■ Required action: Bring together copies of the lines in the data below that contain the word "search".

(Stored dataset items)
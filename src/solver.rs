use crate::board::Board;
use crate::checker;

/// Finds a completion of `board` by chronological backtracking, or `None`
/// when the search space is exhausted without one.
///
/// Digits are tried in ascending order and the first completion found is
/// returned, so the result is deterministic: among all completions it is
/// the smallest under row-major, ascending-digit ordering. Givens are
/// never reassigned; the caller's board is untouched.
pub fn solve(board: &Board) -> Option<Board> {
    let mut board = board.clone();

    fn search(board: &mut Board, cursor: usize) -> bool {
        if board.is_full() {
            return true;
        }

        let index = match board.first_empty_from(cursor) {
            Some(index) => index,
            None => return true,
        };

        for digit in 1..=9 {
            board[index] = digit;
            if checker::is_consistent(board, index) && search(board, index + 1) {
                return true;
            }
        }

        // Every digit failed here. Retract the cell so the caller can
        // advance to its own next digit against a clean suffix.
        board[index] = 0;
        false
    }

    if search(&mut board, 0) {
        Some(board)
    } else {
        None
    }
}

■ Finished task:
/// when the search space is exhausted without one.
    fn search(board: &mut Board, cursor: usize) -> bool {
            if checker::is_consistent(board, index) && search(board, index + 1) {
    if search(&mut board, 0) {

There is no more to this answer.